Input
====

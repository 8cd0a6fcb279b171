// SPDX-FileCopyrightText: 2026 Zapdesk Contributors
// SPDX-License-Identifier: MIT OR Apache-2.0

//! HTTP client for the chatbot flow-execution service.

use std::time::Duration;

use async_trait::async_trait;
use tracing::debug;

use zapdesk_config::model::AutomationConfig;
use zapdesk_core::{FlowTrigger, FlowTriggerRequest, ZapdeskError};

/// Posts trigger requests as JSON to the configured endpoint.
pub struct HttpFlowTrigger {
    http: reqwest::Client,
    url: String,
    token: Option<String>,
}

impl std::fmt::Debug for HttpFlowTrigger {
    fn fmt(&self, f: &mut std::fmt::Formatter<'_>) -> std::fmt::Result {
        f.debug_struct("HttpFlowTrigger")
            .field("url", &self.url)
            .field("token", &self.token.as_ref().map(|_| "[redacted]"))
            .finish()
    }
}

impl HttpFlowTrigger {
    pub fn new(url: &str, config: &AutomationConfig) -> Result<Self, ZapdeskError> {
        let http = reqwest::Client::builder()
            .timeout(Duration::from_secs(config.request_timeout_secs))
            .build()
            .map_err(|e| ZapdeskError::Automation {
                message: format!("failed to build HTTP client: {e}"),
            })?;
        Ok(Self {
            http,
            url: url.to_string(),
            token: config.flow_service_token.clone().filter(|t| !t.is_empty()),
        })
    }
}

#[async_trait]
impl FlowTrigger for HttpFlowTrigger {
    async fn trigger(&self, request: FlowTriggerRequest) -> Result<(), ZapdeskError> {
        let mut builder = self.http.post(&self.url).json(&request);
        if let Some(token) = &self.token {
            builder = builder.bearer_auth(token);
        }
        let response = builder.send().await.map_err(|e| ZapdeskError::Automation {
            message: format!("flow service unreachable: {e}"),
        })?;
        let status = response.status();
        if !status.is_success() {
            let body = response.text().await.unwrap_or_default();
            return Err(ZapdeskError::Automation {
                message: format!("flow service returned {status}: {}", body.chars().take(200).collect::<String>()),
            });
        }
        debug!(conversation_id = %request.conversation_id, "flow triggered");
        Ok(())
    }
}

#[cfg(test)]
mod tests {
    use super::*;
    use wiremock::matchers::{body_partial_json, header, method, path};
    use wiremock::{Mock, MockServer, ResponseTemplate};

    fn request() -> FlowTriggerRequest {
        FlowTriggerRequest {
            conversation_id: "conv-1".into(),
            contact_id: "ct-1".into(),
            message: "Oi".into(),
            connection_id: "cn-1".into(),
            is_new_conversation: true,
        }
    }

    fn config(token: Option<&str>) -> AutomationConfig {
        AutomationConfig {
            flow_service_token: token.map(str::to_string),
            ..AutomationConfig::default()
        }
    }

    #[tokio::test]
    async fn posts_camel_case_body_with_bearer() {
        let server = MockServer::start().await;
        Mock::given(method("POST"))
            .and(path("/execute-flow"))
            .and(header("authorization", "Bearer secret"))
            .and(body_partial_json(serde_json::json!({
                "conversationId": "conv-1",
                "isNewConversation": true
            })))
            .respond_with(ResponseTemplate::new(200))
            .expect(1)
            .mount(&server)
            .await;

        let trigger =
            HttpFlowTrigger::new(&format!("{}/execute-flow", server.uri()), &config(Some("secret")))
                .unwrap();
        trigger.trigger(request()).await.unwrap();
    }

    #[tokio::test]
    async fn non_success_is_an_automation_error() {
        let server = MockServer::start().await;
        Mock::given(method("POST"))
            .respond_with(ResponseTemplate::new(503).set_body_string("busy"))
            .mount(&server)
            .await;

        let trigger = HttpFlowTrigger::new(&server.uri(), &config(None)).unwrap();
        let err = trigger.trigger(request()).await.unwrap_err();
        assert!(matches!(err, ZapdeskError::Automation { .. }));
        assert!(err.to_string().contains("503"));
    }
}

====

What to do
Repeat exactly the lines of the listing from its first line through the line that holds "let mut builder". Nothing else should appear.

Exercise output
repository 8cd0a6fcb279b171
// SPDX-FileCopyrightText: 2026 Zapdesk Contributors
// SPDX-License-Identifier: MIT OR Apache-2.0

//! HTTP client for the chatbot flow-execution service.

use std::time::Duration;

use async_trait::async_trait;
use tracing::debug;

use zapdesk_config::model::AutomationConfig;
use zapdesk_core::{FlowTrigger, FlowTriggerRequest, ZapdeskError};

/// Posts trigger requests as JSON to the configured endpoint.
pub struct HttpFlowTrigger {
    http: reqwest::Client,
    url: String,
    token: Option<String>,
}

impl std::fmt::Debug for HttpFlowTrigger {
    fn fmt(&self, f: &mut std::fmt::Formatter<'_>) -> std::fmt::Result {
        f.debug_struct("HttpFlowTrigger")
            .field("url", &self.url)
            .field("token", &self.token.as_ref().map(|_| "[redacted]"))
            .finish()
    }
}

impl HttpFlowTrigger {
    pub fn new(url: &str, config: &AutomationConfig) -> Result<Self, ZapdeskError> {
        let http = reqwest::Client::builder()
            .timeout(Duration::from_secs(config.request_timeout_secs))
            .build()
            .map_err(|e| ZapdeskError::Automation {
                message: format!("failed to build HTTP client: {e}"),
            })?;
        Ok(Self {
            http,
            url: url.to_string(),
            token: config.flow_service_token.clone().filter(|t| !t.is_empty()),
        })
    }
}

#[async_trait]
impl FlowTrigger for HttpFlowTrigger {
    async fn trigger(&self, request: FlowTriggerRequest) -> Result<(), ZapdeskError> {
        let mut builder = self.http.post(&self.url).json(&request);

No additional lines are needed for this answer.